Calculation-heavy coverage of developments in physics over the 20th century.
Schenker starts his book, the first in what appears to be a series, with an overview of classical mechanics, focusing on transformation formulas and their applications and consequences. He takes a detailed look at the Lorentz transformation equations of rigid bodies (i.e., coordinate transformations) and, in many pages of equations, goes into more detail as he outlines the issues with length contraction and time dilation. For instance, “Now according to Special Relativity,” he says, “the time dilation effect should not be directionally dependent. And if the effect were examined with just respect to the mechanics underlying the design and function of the atomic clocks the values should equal according to the Principle of Relativity.” His attention then turns to Maxwell-Lorentz equations (or systems of equations), which he details at length as well. After this initial overview, Schenker turns his gaze toward areas of electrodynamics, which he investigates with pages upon pages of calculations.
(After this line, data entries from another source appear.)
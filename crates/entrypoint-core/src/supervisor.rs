//! Daemon supervision and signal forwarding.
//!
//! The entrypoint launches the role's daemon as its only child and stays in
//! the foreground. Its exit always reflects the daemon's fate: the child's
//! exit code is mirrored, a signal-killed child maps to `128 + signo`, and a
//! termination signal delivered to the entrypoint is forwarded to the child
//! before the entrypoint exits. At most one supervised process exists per
//! container.

use chrono::{DateTime, Utc};
use std::process::ExitStatus;
use std::time::Duration;
use tokio::process::Child;
use tokio::time::timeout;
use tracing::{info, warn};

use crate::error::{BootError, BootResult};
use crate::role::CommandSpec;
use crate::signals;

/// Owns the supervised daemon process for the container's lifetime.
pub struct Supervisor {
    child: Child,
    pid: u32,
    program: String,
    started_at: DateTime<Utc>,
    grace: Duration,
}

impl Supervisor {
    /// Launches the daemon with inherited stdio and records its handle.
    pub fn spawn(spec: &CommandSpec, grace: Duration) -> BootResult<Self> {
        let mut command = spec.command();
        command.kill_on_drop(true);

        let child = command.spawn().map_err(|e| BootError::Spawn {
            program: spec.program.display().to_string(),
            source: e,
        })?;
        let pid = child.id().unwrap_or_default();

        info!(pid, command = %spec.render(), "daemon started");
        Ok(Self {
            child,
            pid,
            program: spec.program.display().to_string(),
            started_at: Utc::now(),
            grace,
        })
    }

    /// Blocks until the daemon exits or a termination signal arrives, and
    /// returns the code the entrypoint should exit with.
    pub async fn supervise(mut self) -> BootResult<i32> {
        let mut received: Option<i32> = None;

        let status = tokio::select! {
            status = self.child.wait() => Some(status?),
            signo = signals::wait_for_termination() => {
                received = Some(signo?);
                None
            }
        };

        let code = match status {
            Some(status) => {
                let code = exit_code(status);
                info!(
                    pid = self.pid,
                    program = %self.program,
                    code,
                    uptime_secs = self.uptime_secs(),
                    "daemon exited"
                );
                code
            }
            None => {
                // received is always set when the signal arm wins
                let signo = received.unwrap_or(libc_sigterm());
                self.shutdown(signo).await?
            }
        };

        Ok(code)
    }

    /// Forwards `signo` to the daemon, waits out the grace period, then
    /// escalates to SIGKILL.
    async fn shutdown(&mut self, signo: i32) -> BootResult<i32> {
        info!(pid = self.pid, signo, "forwarding termination signal to daemon");
        self.deliver(signo);

        match timeout(self.grace, self.child.wait()).await {
            Ok(status) => {
                let code = exit_code(status?);
                info!(
                    pid = self.pid,
                    code,
                    uptime_secs = self.uptime_secs(),
                    "daemon exited after signal"
                );
                Ok(code)
            }
            Err(_elapsed) => {
                warn!(
                    pid = self.pid,
                    grace_secs = self.grace.as_secs(),
                    "daemon did not exit within grace period, killing"
                );
                // May race a just-exited child; wait() below reaps either way
                let _ = self.child.start_kill();
                let status = self.child.wait().await?;
                Ok(exit_code(status))
            }
        }
    }

    #[cfg(unix)]
    fn deliver(&self, signo: i32) {
        let rc = unsafe { libc::kill(self.pid as libc::pid_t, signo) };
        if rc != 0 {
            warn!(pid = self.pid, signo, "failed to deliver signal to daemon");
        }
    }

    #[cfg(not(unix))]
    fn deliver(&mut self, _signo: i32) {
        let _ = self.child.start_kill();
    }

    fn uptime_secs(&self) -> i64 {
        (Utc::now() - self.started_at).num_seconds()
    }
}

#[cfg(unix)]
fn libc_sigterm() -> i32 {
    libc::SIGTERM
}

#[cfg(not(unix))]
fn libc_sigterm() -> i32 {
    15
}

/// Maps a child exit status to the entrypoint's own exit code.
fn exit_code(status: ExitStatus) -> i32 {
    if let Some(code) = status.code() {
        return code;
    }

    #[cfg(unix)]
    {
        use std::os::unix::process::ExitStatusExt;
        if let Some(signal) = status.signal() {
            return 128 + signal;
        }
    }

    1
}

#[cfg(test)]
mod tests {
    use super::*;
    use std::time::Instant;

    fn sh(script: &str) -> CommandSpec {
        CommandSpec::new("/bin/sh").arg("-c").arg(script)
    }

    #[tokio::test]
    async fn test_exit_code_is_mirrored() {
        let supervisor = Supervisor::spawn(&sh("exit 3"), Duration::from_secs(5)).expect("spawn");
        let code = supervisor.supervise().await.expect("supervise");
        assert_eq!(code, 3);
    }

    #[tokio::test]
    async fn test_clean_exit_is_zero() {
        let supervisor = Supervisor::spawn(&sh("exit 0"), Duration::from_secs(5)).expect("spawn");
        let code = supervisor.supervise().await.expect("supervise");
        assert_eq!(code, 0);
    }

    #[cfg(unix)]
    #[tokio::test]
    async fn test_signal_killed_child_maps_to_128_plus_signo() {
        let supervisor =
            Supervisor::spawn(&sh("kill -TERM $$"), Duration::from_secs(5)).expect("spawn");
        let code = supervisor.supervise().await.expect("supervise");
        assert_eq!(code, 143);
    }

    #[cfg(unix)]
    #[tokio::test]
    async fn test_shutdown_forwards_signal_and_waits_for_exit() {
        let mut supervisor =
            Supervisor::spawn(&sh("sleep 30"), Duration::from_secs(5)).expect("spawn");

        let start = Instant::now();
        let code = supervisor.shutdown(libc::SIGTERM).await.expect("shutdown");

        assert_eq!(code, 143, "sleep dies from the forwarded SIGTERM");
        assert!(start.elapsed() < Duration::from_secs(5));
    }

    #[cfg(unix)]
    #[tokio::test]
    async fn test_shutdown_escalates_to_kill_after_grace() {
        // The child ignores SIGTERM, so only the SIGKILL escalation ends it
        let mut supervisor = Supervisor::spawn(
            &sh("trap '' TERM; while true; do sleep 1; done"),
            Duration::from_millis(200),
        )
        .expect("spawn");

        let start = Instant::now();
        let code = supervisor.shutdown(libc::SIGTERM).await.expect("shutdown");

        assert_eq!(code, 137, "SIGKILL maps to 128 + 9");
        assert!(start.elapsed() >= Duration::from_millis(200));
    }

    #[tokio::test]
    async fn test_spawn_missing_program_errors() {
        let spec = CommandSpec::new("/definitely/not/a/real/daemon");
        let result = Supervisor::spawn(&spec, Duration::from_secs(1));
        assert!(matches!(result, Err(BootError::Spawn { .. })));
    }

    #[cfg(unix)]
    #[test]
    fn test_exit_code_mapping() {
        use std::os::unix::process::ExitStatusExt;

        assert_eq!(exit_code(ExitStatus::from_raw(3 << 8)), 3);
        assert_eq!(exit_code(ExitStatus::from_raw(0)), 0);
        // Raw wait status 15 = killed by SIGTERM
        assert_eq!(exit_code(ExitStatus::from_raw(15)), 143);
    }
}
//! Termination signal handling.
//!
//! The entrypoint is the foreground process the scheduler tracks, so
//! stopping a container delivers the signal here, not to the daemon.
//! [`wait_for_termination`] resolves with the received signal number so the
//! supervisor can forward the same signal to its child.
//!
//! ## Unix
//! Listens for SIGINT, SIGTERM (the scheduler's stop signal) and SIGQUIT.
//!
//! ## Other platforms
//! Only Ctrl-C is observed, reported as SIGINT's number.

/// Waits for a termination signal and returns its number.
///
/// Each call creates independent signal listeners.
#[cfg(unix)]
pub async fn wait_for_termination() -> std::io::Result<i32> {
    use tokio::signal::unix::{signal, SignalKind};

    let mut sigint = signal(SignalKind::interrupt())?;
    let mut sigterm = signal(SignalKind::terminate())?;
    let mut sigquit = signal(SignalKind::quit())?;

    let signo = tokio::select! {
        _ = sigint.recv() => libc::SIGINT,
        _ = sigterm.recv() => libc::SIGTERM,
        _ = sigquit.recv() => libc::SIGQUIT,
    };
    Ok(signo)
}

/// Waits for a termination signal and returns its number.
#[cfg(not(unix))]
pub async fn wait_for_termination() -> std::io::Result<i32> {
    tokio::signal::ctrl_c().await?;
    Ok(2)
}
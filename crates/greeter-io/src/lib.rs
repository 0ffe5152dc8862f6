//! greeter-io: adapters for the greeter's external collaborators.
//!
//! Every call here is fallible; the daemon turns errors into degraded
//! behavior (no detections, silent lines, unrecorded stats) and logs them.

pub mod audio;
pub mod detector;
pub mod stats;

pub use audio::{AudioError, AudioOutput, CommandAudio, Playback};
pub use detector::{CommandDetector, Detector, DetectorError};
pub use stats::{SqliteStats, StatsError, StatsStore};
use chrono::NaiveDate;
use serde::{Deserialize, Deserializer, Serialize};

/// Text shown (and optionally spoken) when no content is available.
pub const FALLBACK_TEXT: &str = "Have a nice day!";

/// A face detection in capture-surface pixel coordinates.
#[derive(Debug, Clone, PartialEq, Serialize, Deserialize)]
#[serde(rename_all = "camelCase")]
pub struct Detection {
    pub top_left: (f32, f32),
    pub bottom_right: (f32, f32),
    /// Detector confidence. Some detectors report a one-element list; a
    /// missing value counts as 0 when filtering.
    #[serde(default, deserialize_with = "deserialize_probability")]
    pub probability: Option<f32>,
}

impl Detection {
    pub fn new(top_left: (f32, f32), bottom_right: (f32, f32), probability: f32) -> Self {
        Self {
            top_left,
            bottom_right,
            probability: Some(probability),
        }
    }

    pub fn width(&self) -> f32 {
        (self.bottom_right.0 - self.top_left.0).abs()
    }

    pub fn height(&self) -> f32 {
        (self.bottom_right.1 - self.top_left.1).abs()
    }

    /// Center point, measured from `top_left`.
    pub fn center(&self) -> (f32, f32) {
        (
            self.top_left.0 + self.width() / 2.0,
            self.top_left.1 + self.height() / 2.0,
        )
    }
}

#[derive(Deserialize)]
#[serde(untagged)]
enum RawProbability {
    Scalar(f32),
    List(Vec<f32>),
}

fn deserialize_probability<'de, D>(deserializer: D) -> Result<Option<f32>, D::Error>
where
    D: Deserializer<'de>,
{
    Ok(match Option::<RawProbability>::deserialize(deserializer)? {
        Some(RawProbability::Scalar(p)) => Some(p),
        Some(RawProbability::List(values)) => values.first().copied(),
        None => None,
    })
}

/// One poll cycle's worth of detector output.
///
/// `count` is what the detector claims; downstream logic only trusts the
/// number of detections that pass the filter.
#[derive(Debug, Clone, Default, PartialEq, Serialize, Deserialize)]
pub struct DetectionBatch {
    #[serde(default)]
    pub count: usize,
    #[serde(default)]
    pub detections: Vec<Detection>,
}

impl DetectionBatch {
    pub fn new(detections: Vec<Detection>) -> Self {
        Self {
            count: detections.len(),
            detections,
        }
    }

    pub fn is_empty(&self) -> bool {
        self.detections.is_empty()
    }
}

/// Pixel dimensions of the capture surface the detections refer to.
#[derive(Debug, Clone, Copy, PartialEq, Eq, Serialize, Deserialize)]
pub struct Surface {
    pub width: u32,
    pub height: u32,
}

impl Surface {
    pub const fn new(width: u32, height: u32) -> Self {
        Self { width, height }
    }
}

impl Default for Surface {
    fn default() -> Self {
        Self::new(640, 480)
    }
}

/// A greeting line with an optional audio clip reference.
#[derive(Debug, Clone, PartialEq, Eq, Serialize, Deserialize)]
pub struct Compliment {
    pub text: String,
    #[serde(default)]
    pub audio: Option<String>,
}

impl Compliment {
    pub fn new(text: impl Into<String>) -> Self {
        Self {
            text: text.into(),
            audio: None,
        }
    }

    pub fn with_audio(text: impl Into<String>, audio: impl Into<String>) -> Self {
        Self {
            text: text.into(),
            audio: Some(audio.into()),
        }
    }

    /// The fixed line used when a pool is empty or content failed to load.
    pub fn fallback() -> Self {
        Self::new(FALLBACK_TEXT)
    }
}

/// Stats key for a calendar day (`YYYY-MM-DD`).
pub fn day_key(day: NaiveDate) -> String {
    day.format("%Y-%m-%d").to_string()
}
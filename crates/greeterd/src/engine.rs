use crate::poller::DetectionFeed;
use crate::render::Renderer;
use greeter_core::machine::Snapshot;
use greeter_core::{
    ContentPools, Effect, Gesture, InteractionStateMachine, Scene, Surface, Tick, TouchRejected,
};
use greeter_io::{AudioOutput, StatsError, StatsStore};
use serde::Serialize;
use std::collections::BTreeMap;
use std::path::PathBuf;
use std::time::{Duration, Instant};
use thiserror::Error;
use tokio::sync::{mpsc, oneshot};
use tokio::time::MissedTickBehavior;

#[derive(Error, Debug)]
pub enum EngineError {
    #[error("stats error: {0}")]
    Stats(#[from] StatsError),
    #[error("engine task exited")]
    ChannelClosed,
}

/// Status report for the admin interface.
#[derive(Debug, Clone, Serialize)]
pub struct EngineStatus {
    #[serde(flatten)]
    pub machine: Snapshot,
    pub scene: Scene,
    pub detector_ready: bool,
    pub content_lines: usize,
}

/// Messages sent from D-Bus handlers to the engine task.
enum EngineRequest {
    Status {
        reply: oneshot::Sender<EngineStatus>,
    },
    Stats {
        reply: oneshot::Sender<Result<BTreeMap<String, u64>, StatsError>>,
    },
    Touch {
        gesture: Gesture,
        reply: oneshot::Sender<Result<(), TouchRejected>>,
    },
    Reset {
        reply: oneshot::Sender<()>,
    },
    ReloadContent {
        reply: oneshot::Sender<usize>,
    },
}

/// Clone-safe handle to the engine task.
#[derive(Clone)]
pub struct EngineHandle {
    tx: mpsc::Sender<EngineRequest>,
}

impl EngineHandle {
    async fn request<T>(
        &self,
        make: impl FnOnce(oneshot::Sender<T>) -> EngineRequest,
    ) -> Result<T, EngineError> {
        let (reply_tx, reply_rx) = oneshot::channel();
        self.tx
            .send(make(reply_tx))
            .await
            .map_err(|_| EngineError::ChannelClosed)?;
        reply_rx.await.map_err(|_| EngineError::ChannelClosed)
    }

    pub async fn status(&self) -> Result<EngineStatus, EngineError> {
        self.request(|reply| EngineRequest::Status { reply }).await
    }

    /// Every recorded day with its greeting count.
    pub async fn greeting_stats(&self) -> Result<BTreeMap<String, u64>, EngineError> {
        Ok(self.request(|reply| EngineRequest::Stats { reply }).await??)
    }

    /// Queue a touch animation; the inner result says whether it was accepted.
    pub async fn touch(&self, gesture: Gesture) -> Result<Result<(), TouchRejected>, EngineError> {
        self.request(|reply| EngineRequest::Touch { gesture, reply })
            .await
    }

    pub async fn reset(&self) -> Result<(), EngineError> {
        self.request(|reply| EngineRequest::Reset { reply }).await
    }

    /// Reload the content file; returns the number of categories loaded.
    pub async fn reload_content(&self) -> Result<usize, EngineError> {
        self.request(|reply| EngineRequest::ReloadContent { reply })
            .await
    }
}

/// Sole owner of the state machine and the collaborators it drives.
pub struct Engine<A, S, R> {
    machine: InteractionStateMachine,
    audio: A,
    stats: S,
    renderer: R,
    detections: DetectionFeed,
    surface: Surface,
    content_path: PathBuf,
    scene: Scene,
    finished_tx: mpsc::UnboundedSender<u64>,
    finished_rx: Option<mpsc::UnboundedReceiver<u64>>,
}

impl<A, S, R> Engine<A, S, R>
where
    A: AudioOutput + 'static,
    S: StatsStore + 'static,
    R: Renderer + 'static,
{
    pub fn new(
        machine: InteractionStateMachine,
        audio: A,
        stats: S,
        renderer: R,
        detections: DetectionFeed,
        surface: Surface,
        content_path: PathBuf,
    ) -> Self {
        let (finished_tx, finished_rx) = mpsc::unbounded_channel();
        Self {
            machine,
            audio,
            stats,
            renderer,
            detections,
            surface,
            content_path,
            scene: Scene::Idle,
            finished_tx,
            finished_rx: Some(finished_rx),
        }
    }

    /// Run the engine on a Tokio task, ticking every `tick`. The task ends
    /// when every [`EngineHandle`] has been dropped.
    pub fn spawn(mut self, tick: Duration) -> EngineHandle {
        let (tx, mut rx) = mpsc::channel::<EngineRequest>(8);
        let mut finished_rx = self
            .finished_rx
            .take()
            .unwrap_or_else(|| mpsc::unbounded_channel().1);

        tokio::spawn(async move {
            tracing::info!(tick_ms = tick.as_millis() as u64, "engine started");
            let mut ticker = tokio::time::interval(tick);
            ticker.set_missed_tick_behavior(MissedTickBehavior::Skip);

            loop {
                tokio::select! {
                    _ = ticker.tick() => self.on_tick(Instant::now()),
                    Some(greeting) = finished_rx.recv() => {
                        self.machine.notify_audio_finished(greeting);
                    }
                    request = rx.recv() => match request {
                        Some(request) => self.handle(request),
                        None => break,
                    },
                }
            }
            tracing::info!("engine stopped");
        });

        EngineHandle { tx }
    }

    fn on_tick(&mut self, now: Instant) {
        let local = chrono::Local::now().naive_local();
        let batch = self.detections.latest();
        let effects = self.machine.tick(Tick {
            now,
            local,
            batch: &batch,
            surface: self.surface,
        });
        for effect in effects {
            self.apply(effect);
        }

        let scene = self.machine.scene(now);
        self.renderer.draw(&scene);
        self.scene = scene;
    }

    fn apply(&mut self, effect: Effect) {
        match effect {
            Effect::Transition { .. } => {}
            Effect::StartAnimation(gesture) => {
                tracing::debug!(?gesture, "animation started");
            }
            Effect::PlayClip { greeting, clip } => match self.audio.play_clip(&clip) {
                Ok(playback) => {
                    let finished = self.finished_tx.clone();
                    tokio::spawn(async move {
                        match playback.finished().await {
                            Ok(()) => {
                                let _ = finished.send(greeting);
                            }
                            Err(e) => tracing::warn!(clip, error = %e, "playback failed"),
                        }
                    });
                }
                Err(e) => tracing::warn!(clip, error = %e, "could not start playback"),
            },
            Effect::PlayByKey { greeting, text } => {
                if !self.audio.play_by_key(&text) {
                    tracing::debug!(greeting, "no audio for line; showing text only");
                }
            }
            Effect::RecordGreeting { day } => match self.stats.increment(day) {
                Ok(count) => tracing::info!(%day, count, "greeting counted"),
                Err(e) => tracing::warn!(%day, error = %e, "failed to record greeting"),
            },
        }
    }

    fn handle(&mut self, request: EngineRequest) {
        match request {
            EngineRequest::Status { reply } => {
                let _ = reply.send(EngineStatus {
                    machine: self.machine.snapshot(),
                    scene: self.scene.clone(),
                    detector_ready: self.detections.ready(),
                    content_lines: self.machine.picker().pools().len(),
                });
            }
            EngineRequest::Stats { reply } => {
                let _ = reply.send(self.stats.read_all());
            }
            EngineRequest::Touch { gesture, reply } => {
                let result = self.machine.request_touch(gesture, Instant::now());
                match &result {
                    Ok(()) => tracing::info!(?gesture, "touch accepted"),
                    Err(reason) => tracing::info!(?gesture, %reason, "touch rejected"),
                }
                let _ = reply.send(result);
            }
            EngineRequest::Reset { reply } => {
                self.machine.reset(Instant::now());
                let _ = reply.send(());
            }
            EngineRequest::ReloadContent { reply } => {
                let pools = ContentPools::load_or_fallback(&self.content_path);
                let categories = pools.categories().count();
                self.audio.load_clips(&pools);
                self.machine.set_pools(pools);
                let _ = reply.send(categories);
            }
        }
    }
}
In fact, there are limited discussions from this point forward, just equations, and the grasp of mathematics required to follow along is quite formidable. Much of the text can feel like a quick romp through graduate-level physics—a feeling not unrealized by the author. “This work is designed for upper-graduate and graduate students and anyone familiar with Calculus, linear algebra, electrodynamics, and electromagnetism,” he says. That “familiarity” is a bit of an understatement. The work is academic through and through, which might be exactly what some students and passionately curious enthusiasts want. But if you’re hoping for an accommodating primer on classical and modern physics, you’ll need to start somewhere else.
A dense and thorough look at advanced scientific concepts.